Boxer Presses ABA on Law School Data Reporting
U.S. Sen. Barbara Boxer (D-Calif.) continued Friday to press the ABA to improve the accuracy and transparency of the information law schools must provide to prospective students.
In a letter to ABA President Stephen N. Zack, Boxer acknowledged the ABA’s efforts on that front to date. But she also called on the ABA to strengthen its oversight of law school data reporting and improve access to that information by prospective students.
Boxer’s letter was in response to an April 27 letter (PDF) from Zack responding to her earlier request that the ABA push law schools to disclose more information about the actual costs and benefits of a legal education.
In Friday’s letter, Boxer said she was encouraged to hear that the ABA Section on Legal Education and Admissions to the Bar will consider recommended changes in the annual questionnaires that law schools must fill out as part of the accreditation process at its next meeting in June.

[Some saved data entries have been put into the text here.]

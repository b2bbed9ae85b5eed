//! Cell parsers for the trip CSV resources.

use chrono::NaiveDateTime;

/// Formats accepted in the `Start Time` / `End Time` columns, tried in order.
const TIMESTAMP_FORMATS: &[&str] = &[
    "%Y-%m-%d %H:%M:%S",
    "%Y-%m-%d %H:%M:%S%.f",
    "%Y-%m-%dT%H:%M:%S",
    "%Y-%m-%dT%H:%M:%S%.f",
];

/// Parses a trip timestamp such as `2017-01-01 08:00:00`.
///
/// # Errors
///
/// Returns a human-readable reason if none of the accepted formats match.
pub fn parse_timestamp(raw: &str) -> Result<NaiveDateTime, String> {
    let trimmed = raw.trim();
    if trimmed.is_empty() {
        return Err("empty timestamp".to_string());
    }

    TIMESTAMP_FORMATS
        .iter()
        .find_map(|fmt| NaiveDateTime::parse_from_str(trimmed, fmt).ok())
        .ok_or_else(|| format!("unparseable timestamp '{trimmed}'"))
}

/// Parses a `Birth Year` cell. The source files store years as floats (`1989.0`).
///
/// Returns `None` for empty, non-numeric or non-integral values; those are
/// excluded from the birth-year statistics rather than failing the load.
pub fn parse_birth_year(raw: &str) -> Option<i32> {
    let value: f64 = raw.trim().parse().ok()?;
    if !value.is_finite() || value.fract() != 0.0 {
        return None;
    }
    if value < i32::MIN as f64 || value > i32::MAX as f64 {
        return None;
    }
    Some(value as i32)
}

#[cfg(test)]
mod tests {
    use super::*;
    use chrono::{Datelike, Timelike};

    #[test]
    fn test_parse_timestamp_plain() {
        let ts = parse_timestamp("2017-01-01 08:00:00").unwrap();
        assert_eq!(ts.month(), 1);
        assert_eq!(ts.hour(), 8);
    }

    #[test]
    fn test_parse_timestamp_fractional_and_t_separator() {
        assert!(parse_timestamp("2017-06-21 08:36:34.052").is_ok());
        assert!(parse_timestamp("2017-06-21T08:36:34").is_ok());
    }

    #[test]
    fn test_parse_timestamp_rejects_garbage() {
        assert!(parse_timestamp("").is_err());
        assert!(parse_timestamp("yesterday").is_err());
        assert!(parse_timestamp("2017-13-01 08:00:00").is_err());
    }

    #[test]
    fn test_parse_birth_year() {
        assert_eq!(parse_birth_year("1989.0"), Some(1989));
        assert_eq!(parse_birth_year("1992"), Some(1992));
        assert_eq!(parse_birth_year(""), None);
        assert_eq!(parse_birth_year("1989.5"), None);
        assert_eq!(parse_birth_year("NaN"), None);
        assert_eq!(parse_birth_year("unknown"), None);
    }
}
pub mod analyzers;
pub mod dataset;
pub mod error;
pub mod filter;
pub mod normalize;
pub mod output;
pub mod parser;
pub mod prompt;
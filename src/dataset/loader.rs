use std::fs::File;
use std::io::Read;
use std::path::Path;

use flate2::read::GzDecoder;
use serde::Deserialize;
use tracing::{debug, info};

use super::{City, DatasetConfig, TripDataset, TripRecord};
use crate::error::{BikeshareError, Result};
use crate::parser::{parse_birth_year, parse_timestamp};

const REQUIRED_COLUMNS: &[&str] = &[
    "Start Time",
    "End Time",
    "Start Station",
    "End Station",
    "User Type",
];
const GENDER_COLUMN: &str = "Gender";
const BIRTH_YEAR_COLUMN: &str = "Birth Year";

/// A single row deserialized from a city CSV. Unknown columns (such as the
/// unnamed index column of the published files) are ignored.
#[derive(Debug, Deserialize)]
struct RawTrip {
    #[serde(rename = "Start Time")]
    start_time: String,
    #[serde(rename = "End Time")]
    end_time: String,
    #[serde(rename = "Start Station")]
    start_station: String,
    #[serde(rename = "End Station")]
    end_station: String,
    #[serde(rename = "User Type")]
    user_type: String,
    #[serde(rename = "Gender", default)]
    gender: Option<String>,
    #[serde(rename = "Birth Year", default)]
    birth_year: Option<String>,
}

/// Loads trip datasets through a [`DatasetConfig`].
pub struct Loader {
    config: DatasetConfig,
}

impl Loader {
    pub fn new(config: DatasetConfig) -> Self {
        Self { config }
    }

    /// Reads and parses every trip for `city`.
    ///
    /// # Errors
    ///
    /// * [`BikeshareError::UnknownCity`] if the config has no resource for `city`.
    /// * [`BikeshareError::Io`] if the resource cannot be opened.
    /// * [`BikeshareError::MalformedDataset`] if any row fails to parse.
    #[tracing::instrument(skip_all, fields(city = %city))]
    pub fn load(&self, city: City) -> Result<TripDataset> {
        let path = self
            .config
            .resource(city)
            .ok_or_else(|| BikeshareError::UnknownCity(city.to_string()))?;

        let file = File::open(path).map_err(|source| BikeshareError::Io {
            path: path.to_path_buf(),
            source,
        })?;

        let resource = path.display().to_string();
        let dataset = if is_gzip(path) {
            debug!(resource = %resource, "Decoding gzip resource");
            read_trips(city, &resource, GzDecoder::new(file))?
        } else {
            read_trips(city, &resource, file)?
        };

        info!(
            rows = dataset.records.len(),
            has_demographics = dataset.has_demographics,
            "Dataset loaded"
        );
        Ok(dataset)
    }
}

fn is_gzip(path: &Path) -> bool {
    path.extension().and_then(|e| e.to_str()) == Some("gz")
}

/// Parses a city CSV from any reader. `resource` names the source in errors.
///
/// Rows are numbered from 1, excluding the header; header problems are row 0.
pub fn read_trips<R: Read>(city: City, resource: &str, reader: R) -> Result<TripDataset> {
    let mut rdr = csv::Reader::from_reader(reader);

    let headers = rdr
        .headers()
        .map_err(|e| BikeshareError::malformed(resource, 0, e.to_string()))?
        .clone();
    let has_column = |name: &str| headers.iter().any(|h| h == name);

    if let Some(missing) = REQUIRED_COLUMNS.iter().find(|c| !has_column(**c)) {
        return Err(BikeshareError::malformed(
            resource,
            0,
            format!("missing column '{missing}'"),
        ));
    }
    let has_demographics = has_column(GENDER_COLUMN) && has_column(BIRTH_YEAR_COLUMN);

    let mut records = Vec::new();

    for (i, result) in rdr.deserialize::<RawTrip>().enumerate() {
        let row = i + 1;
        let raw = result.map_err(|e| BikeshareError::malformed(resource, row, e.to_string()))?;
        records.push(to_record(raw, has_demographics).map_err(|reason| {
            BikeshareError::malformed(resource, row, reason)
        })?);
    }

    Ok(TripDataset {
        city,
        has_demographics,
        records,
    })
}

fn to_record(raw: RawTrip, has_demographics: bool) -> std::result::Result<TripRecord, String> {
    let start_time =
        parse_timestamp(&raw.start_time).map_err(|reason| format!("Start Time: {reason}"))?;
    let end_time =
        parse_timestamp(&raw.end_time).map_err(|reason| format!("End Time: {reason}"))?;

    let (gender, birth_year) = if has_demographics {
        (
            raw.gender.filter(|g| !g.trim().is_empty()),
            raw.birth_year.as_deref().and_then(parse_birth_year),
        )
    } else {
        (None, None)
    };

    Ok(TripRecord {
        start_time,
        end_time,
        start_station: required(raw.start_station, "Start Station")?,
        end_station: required(raw.end_station, "End Station")?,
        user_type: required(raw.user_type, "User Type")?,
        gender,
        birth_year,
    })
}

fn required(value: String, column: &str) -> std::result::Result<String, String> {
    if value.trim().is_empty() {
        Err(format!("{column}: missing value"))
    } else {
        Ok(value)
    }
}
//! Trip datasets: the supported cities, the record type, and loading.
//!
//! [`DatasetConfig`] maps each [`City`] to its backing CSV resource.
//! [`Loader`] resolves a city through that map and parses every row into a
//! [`TripRecord`]. Loaded records are never mutated; derived fields live in
//! [`crate::normalize::Trip`].

mod config;
mod loader;

pub use config::DatasetConfig;
pub use loader::{Loader, read_trips};

use std::fmt;
use std::str::FromStr;

use chrono::{NaiveDateTime, TimeDelta};
use serde::Serialize;

use crate::error::BikeshareError;

/// One of the three cities with bikeshare data.
#[derive(Debug, Clone, Copy, PartialEq, Eq, Hash, PartialOrd, Ord, Serialize)]
pub enum City {
    #[serde(rename = "chicago")]
    Chicago,
    #[serde(rename = "new york city")]
    NewYorkCity,
    #[serde(rename = "washington")]
    Washington,
}

impl City {
    pub const ALL: [City; 3] = [City::Chicago, City::NewYorkCity, City::Washington];

    /// The lower-case name users type at the prompt.
    pub fn name(&self) -> &'static str {
        match self {
            City::Chicago => "chicago",
            City::NewYorkCity => "new york city",
            City::Washington => "washington",
        }
    }

    /// File stem of the city's resource inside a data directory.
    pub fn file_stem(&self) -> &'static str {
        match self {
            City::Chicago => "chicago",
            City::NewYorkCity => "new_york_city",
            City::Washington => "washington",
        }
    }
}

impl fmt::Display for City {
    fn fmt(&self, f: &mut fmt::Formatter<'_>) -> fmt::Result {
        f.write_str(self.name())
    }
}

impl FromStr for City {
    type Err = BikeshareError;

    fn from_str(s: &str) -> Result<Self, Self::Err> {
        let wanted = s.trim().to_lowercase();
        City::ALL
            .into_iter()
            .find(|c| c.name() == wanted)
            .ok_or(BikeshareError::UnknownCity(wanted))
    }
}

/// A single bicycle rental as read from the source.
#[derive(Debug, Clone, PartialEq)]
pub struct TripRecord {
    pub start_time: NaiveDateTime,
    pub end_time: NaiveDateTime,
    pub start_station: String,
    pub end_station: String,
    pub user_type: String,
    pub gender: Option<String>,
    pub birth_year: Option<i32>,
}

impl TripRecord {
    /// `end_time - start_time`. May be negative for bad source rows.
    pub fn duration(&self) -> TimeDelta {
        self.end_time - self.start_time
    }
}

/// All trips loaded for one city.
#[derive(Debug, Clone)]
pub struct TripDataset {
    pub city: City,
    /// True when the resource carries both `Gender` and `Birth Year` columns.
    pub has_demographics: bool,
    pub records: Vec<TripRecord>,
}
//! Descriptive statistics over a filtered trip set.
//!
//! Four independent groups are computed: time of travel, station popularity,
//! trip duration and user demographics. Each reports "no data" on its own
//! when the selection is empty instead of failing the whole run.

pub mod aggregate;
pub mod analyzer;
pub mod types;
pub mod utility;
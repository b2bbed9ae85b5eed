use std::collections::BTreeMap;

use crate::analyzers::types::{Mode, ValueCount};

/// Counts occurrences of each value.
pub fn frequencies<K: Ord>(values: impl IntoIterator<Item = K>) -> BTreeMap<K, usize> {
    let mut counts = BTreeMap::new();
    for v in values {
        *counts.entry(v).or_insert(0) += 1;
    }
    counts
}

/// Returns the most frequent value, or `None` for empty input.
///
/// Ties go to the smallest value in `K`'s ordering: the map is scanned in
/// ascending key order and only a strictly greater count replaces the leader.
pub fn mode<K: Ord>(values: impl IntoIterator<Item = K>) -> Option<Mode<K>> {
    let mut best: Option<Mode<K>> = None;
    for (value, count) in frequencies(values) {
        if best.as_ref().is_none_or(|b| count > b.count) {
            best = Some(Mode { value, count });
        }
    }
    best
}

/// Frequency table sorted by count descending, then value ascending.
pub fn value_counts<'a>(values: impl IntoIterator<Item = &'a str>) -> Vec<ValueCount> {
    let mut table: Vec<ValueCount> = frequencies(values)
        .into_iter()
        .map(|(value, count)| ValueCount {
            value: value.to_string(),
            count,
        })
        .collect();
    table.sort_by(|a, b| b.count.cmp(&a.count).then_with(|| a.value.cmp(&b.value)));
    table
}
//! Error type shared by the loading, filtering and aggregation pipeline.

use std::path::PathBuf;

use thiserror::Error;

pub type Result<T> = std::result::Result<T, BikeshareError>;

#[derive(Debug, Error)]
pub enum BikeshareError {
    /// The requested city has no backing dataset.
    #[error("unknown city '{0}' (expected chicago, new york city or washington)")]
    UnknownCity(String),

    /// A row of the dataset could not be parsed. The whole load is rejected.
    #[error("malformed dataset {resource}: row {row}: {reason}")]
    MalformedDataset {
        resource: String,
        row: usize,
        reason: String,
    },

    /// The filtered record set is empty, so the requested statistic is undefined.
    #[error("no trips match the selected filters")]
    EmptyResultSet,

    #[error("invalid {axis} filter '{value}'")]
    InvalidFilter { axis: &'static str, value: String },

    #[error("failed to read {}: {source}", path.display())]
    Io {
        path: PathBuf,
        #[source]
        source: std::io::Error,
    },
}

impl BikeshareError {
    pub(crate) fn malformed(resource: &str, row: usize, reason: impl Into<String>) -> Self {
        BikeshareError::MalformedDataset {
            resource: resource.to_string(),
            row,
            reason: reason.into(),
        }
    }
}
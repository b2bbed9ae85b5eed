use tracing::{info, warn};

use crate::analyzers::aggregate::{duration_stats, station_stats, time_stats, user_stats};
use crate::analyzers::types::TripReport;
use crate::dataset::{Loader, TripDataset};
use crate::error::Result;
use crate::filter::{DayFilter, FilterSpec, MonthFilter, filter_trips};
use crate::normalize::normalize;

/// Loads the city in `spec`, then filters and summarizes it.
///
/// Only loading can fail. Empty selections still produce a report.
pub fn run(loader: &Loader, spec: &FilterSpec) -> Result<TripReport> {
    let dataset = loader.load(spec.city)?;
    Ok(analyze(&dataset, spec.month, spec.day))
}

/// Normalizes, filters and aggregates an already loaded dataset.
#[tracing::instrument(skip_all, fields(city = %dataset.city, month = %month, day = %day))]
pub fn analyze(dataset: &TripDataset, month: MonthFilter, day: DayFilter) -> TripReport {
    let trips = normalize(&dataset.records);
    let selected = filter_trips(&trips, month, day);

    info!(
        loaded = trips.len(),
        selected = selected.len(),
        "Trips filtered"
    );

    let duration = match duration_stats(&selected) {
        Ok(stats) => Some(stats),
        Err(e) => {
            warn!(error = %e, "Trip duration statistics unavailable");
            None
        }
    };

    TripReport {
        city: dataset.city,
        month,
        day,
        trip_count: selected.len(),
        time: time_stats(&selected),
        stations: station_stats(&selected),
        duration,
        users: user_stats(&selected, dataset.has_demographics),
    }
}
//! Identity maps and change tracking.
//!
//! A [`Tracker`] holds at most one live entity per identity. A
//! [`ChangeTracker`] adds insert/delete bookkeeping on top of the same map
//! and persists the net changes through a [`Dao`](crate::Dao). A
//! [`TrackerManager`] owns the change trackers of one unit of work and fans
//! out save and cancel calls to them in creation order.

mod change;
mod identity;
mod manager;

pub use change::{ChangeTracker, ChangeTracking, SaveReport};
pub use identity::Tracker;
pub use manager::TrackerManager;
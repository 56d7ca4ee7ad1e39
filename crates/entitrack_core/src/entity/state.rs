//! Entity lifecycle states.

use std::fmt;

/// Lifecycle state of an entity.
///
/// ```text
///            attach                 first divergent write
/// Detached ─────────► Unchanged ─────────────────────────► Modified
///    ▲  insert            ▲   ◄───────────────────────────    │
///    │ ─────► Added       │      every field written back     │
///    │                    │                                   │
///    └── detach     Deleted ◄──────────── delete ─────────────┘
/// ```
///
/// `Unchanged` is the resting state after a successful save or a settle-back.
#[derive(Debug, Clone, Copy, PartialEq, Eq, Hash, Default)]
pub enum EntityState {
    /// Not owned by any tracker. Field writes are not tracked.
    #[default]
    Detached,
    /// Tracked, with no pending field changes.
    Unchanged,
    /// Queued for insertion.
    Added,
    /// Tracked, with at least one field diverged from its settled value.
    Modified,
    /// Queued for deletion.
    Deleted,
}

impl EntityState {
    /// Returns true if a save would issue a persistence call for this state.
    #[must_use]
    pub fn is_pending(self) -> bool {
        matches!(
            self,
            EntityState::Added | EntityState::Modified | EntityState::Deleted
        )
    }

    /// Returns true if field writes drive state transitions in this state.
    #[must_use]
    pub fn tracks_fields(self) -> bool {
        matches!(self, EntityState::Unchanged | EntityState::Modified)
    }

    /// Returns true if a settled point clears the original-values snapshot.
    pub(crate) fn settles(self) -> bool {
        matches!(
            self,
            EntityState::Detached | EntityState::Unchanged | EntityState::Added
        )
    }
}

impl fmt::Display for EntityState {
    fn fmt(&self, f: &mut fmt::Formatter<'_>) -> fmt::Result {
        let name = match self {
            EntityState::Detached => "detached",
            EntityState::Unchanged => "unchanged",
            EntityState::Added => "added",
            EntityState::Modified => "modified",
            EntityState::Deleted => "deleted",
        };
        f.write_str(name)
    }
}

But she also urged the section to consider other issues the recommendations do not address, such as the need for independent oversight of the data law schools submit to the ABA and publications like U.S. News and World Report, which ranks law schools annually.
“The section’s recommendations would allow law schools to continue to submit unaudited data, despite the fact that a lack of oversight has been identified by many observers as a major problem,” she wrote.
Boxer also said the ABA should undertake efforts to ensure that prospective students have easy access to post-graduation employment and salary information by requiring law schools to post links to such information on their websites and include it in their acceptance letters.
“Prospective students should not have to search far and wide for information so critical to determining their futures,” she wrote.
Boxer cited a recent story in the New York Times detailing problems with law school merit scholarships, including the fact that some schools do not make it clear how easy it is for prospective students who receive scholarships to lose them after the first year.
“I look forward to reviewing the results of the section’s June meeting, as well as your response to the merit scholarship issue,” Boxer wrote.
Zack said that Boxer shares the ABA’s concerns and that the association appreciates the ongoing dialogue they are having about important issues, like how law students finance their educations and what their employment prospects are after graduation.
“We’re glad the senator is ‘encouraged’ and ‘pleased’ by what the [ABA] and its Council on Legal Education have been doing,” he said.